Getting Started

Installation

The package can be installed from the repl using

(v1.7) pkg> add https://github.com/JakeGrainger/HistoricalStormTraceSimulation.jl

There are two main interface functions which should be used:

Sample Traces

HistoricalStormTraceSimulation.sampletraces — Function

sampletraces(new_summaries, historical_summaries, historical_traces; samplemethod=1:50, rescalemethod)

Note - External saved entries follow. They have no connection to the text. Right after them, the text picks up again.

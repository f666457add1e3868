//! Criterion weights.

use serde::{Deserialize, Serialize};
use std::collections::BTreeMap;

use crate::domain::foundation::{DecisionMatrix, ValidationError};

/// Weight per criterion name. Criteria without an entry weigh 1.
#[derive(Debug, Clone, Default, PartialEq, Serialize, Deserialize)]
#[serde(transparent)]
pub struct CriterionWeights(BTreeMap<String, f64>);

impl CriterionWeights {
    /// Uniform weights.
    pub fn uniform() -> Self {
        Self::default()
    }

    /// Creates weights from `(criterion, weight)` pairs.
    pub fn from_pairs<I, S>(pairs: I) -> Self
    where
        I: IntoIterator<Item = (S, f64)>,
        S: Into<String>,
    {
        Self(pairs.into_iter().map(|(k, v)| (k.into(), v)).collect())
    }

    /// Sets one weight.
    pub fn with(mut self, criterion: impl Into<String>, weight: f64) -> Self {
        self.0.insert(criterion.into(), weight);
        self
    }

    /// Weight for a criterion, 1 when absent.
    pub fn get(&self, criterion: &str) -> f64 {
        self.0.get(criterion).copied().unwrap_or(1.0)
    }

    /// Weights aligned to the matrix rows.
    ///
    /// # Errors
    /// - `ValidationError::UnknownName` for a weight naming no criterion of the matrix
    /// - `ValidationError::NonFinite` for a NaN or infinite weight
    pub fn for_matrix(&self, matrix: &DecisionMatrix) -> Result<Vec<f64>, ValidationError> {
        for (name, weight) in &self.0 {
            let Some(index) = matrix.criterion_index(name) else {
                return Err(ValidationError::unknown_name("criterion", name.clone()));
            };
            if !weight.is_finite() {
                return Err(ValidationError::non_finite("weights", 0, index));
            }
        }
        Ok(matrix.criteria().iter().map(|c| self.get(c)).collect())
    }

    /// Keeps only the weights of the named criteria.
    pub fn restricted_to(&self, criteria: &[String]) -> Self {
        Self(
            self.0
                .iter()
                .filter(|(name, _)| criteria.contains(name))
                .map(|(name, w)| (name.clone(), *w))
                .collect(),
        )
    }
}

#[cfg(test)]
mod tests {
    use super::*;

    fn matrix() -> DecisionMatrix {
        DecisionMatrix::builder()
            .alternatives(vec!["A"])
            .criterion("cost", vec![1.0])
            .criterion("quality", vec![2.0])
            .build()
            .unwrap()
    }

    #[test]
    fn missing_weights_default_to_one() {
        let weights = CriterionWeights::uniform().with("quality", 3.0);
        assert_eq!(weights.for_matrix(&matrix()).unwrap(), vec![1.0, 3.0]);
    }

    #[test]
    fn unknown_criterion_is_rejected() {
        let weights = CriterionWeights::from_pairs([("speed", 2.0)]);
        assert!(matches!(
            weights.for_matrix(&matrix()),
            Err(ValidationError::UnknownName { .. })
        ));
    }

    #[test]
    fn non_finite_weight_is_rejected() {
        let weights = CriterionWeights::from_pairs([("cost", f64::NAN)]);
        assert!(matches!(
            weights.for_matrix(&matrix()),
            Err(ValidationError::NonFinite { .. })
        ));
    }

    #[test]
    fn restricted_to_drops_other_criteria() {
        let weights = CriterionWeights::from_pairs([("cost", 2.0), ("quality", 3.0)])
            .restricted_to(&["quality".to_string()]);
        assert_eq!(weights.get("cost"), 1.0);
        assert_eq!(weights.get("quality"), 3.0);
    }

    #[test]
    fn weights_deserialize_from_plain_map() {
        let weights: CriterionWeights = serde_json::from_str(r#"{"cost": 0.5}"#).unwrap();
        assert_eq!(weights.get("cost"), 0.5);
    }
}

Sample new traces given summaries based on modifications of historical traces.

Arguments

new_summaries: Vector of summaries to generate traces for.
history: Storm history information of type StormHistory. Best constructed using dataframes2storms function.
samplemethod: Method for sampling from closest points. Passing 1:m will sample uniformly from the closest m points. Defaults to 1:50. Could also be a Distribution. Note that if a Distribution is used, then it should be discrete, and should be defined on 1:n where n is the number of historical storms.
rescalemethod: Tuple of methods for rescaling (one for each column of the trace). Should be a subtype of type RescaleMethod.
summarymetric: A metric for determining closeness of storm summaries (must be subtype of Metric). Default is Euclidean(). Note care should be taken when dealing with directions, in this case, use PeriodicEuclidean or WeightedPeriodicEuclidean with the appropriate period choices.
interpolation_method: Method for performing interpolation. LinearInterpolation is the default, but CubicSplineInterpolation may be preferable in some contexts (though it is much slower).

RescaleMethods

RescaleIdentity(): The identity (no rescale).
RescaleMean(): Rescale the mean to match provided mean.
RescaleMaxChangeMin(): Rescale the maximum to match provided maximum, using linear scaling and changing the minimum.
RescaleMaxPreserveMin(): Rescale the maximum to match provided maximum, using linear scaling but preserving the minimum

source

This is the main function used to generate traces from historical storms. This package provides an additional metric for periodic Weighted Euclidean distance:

HistoricalStormTraceSimulation.WeightedPeriodicEuclidean — Type

WeightedPeriodicEuclidean(p,w)

Create a weighted Euclidean metric on a rectangular periodic domain (i.e., a torus or a cylinder). Periods per dimension are contained in the vector p, and weights in w:

\[\sqrt{\sum_i w_i*(\min\mod(|x_i - y_i|, p_i), p_i - \mod(|x_i - y_i|, p_i))^2}.\]

Based on the PeriodicEuclidean from Distances.jl.

source

Converting Data to Internal Types

This package uses its own types to conveniently represent the concepts it deals with. In particular, types for representing storm traces and summaries. Data of this kind usually comes from outputs of other software, which usually is in the form of named data frames. The dataframes2storms function converts such data frames to the correct format for the package.

HistoricalStormTraceSimulation.dataframes2storms — Function

dataframes2storms(event_data, event_start_end, input_data, simulated_data)

Convert dataframes containing storm parameters and data to traces and summaries for use in package.

Will reorder variables to match up names of variables. Pass outputs to sampletraces function.

Arguments:

event_data - DataFrame containing summaries of historical storms.
event_start_end - DataFrame containing start and end indices of events in input_data.
input_data - DataFrame containing historical time series.
simulated_data - DataFrame containing simulated storm summaries.

Outputs:

new_summaries - Vector of summary vectors.
history - StormHistory object.
summary_names - Names of summary variables in order (traces are the same but one less variable (time is separate)).

source

The arguments event_data and simulated data are the storm summaries, input_data is the complete time series (including the non-extreme time periods), and event_start_end is a data frame with column 1 containing the start index for a storm, and column 2 containing the end index. Note that this should be 1-indexed, not 0-indexed!

Note that it is important that naming conventions are consistent across data frames for this function to work.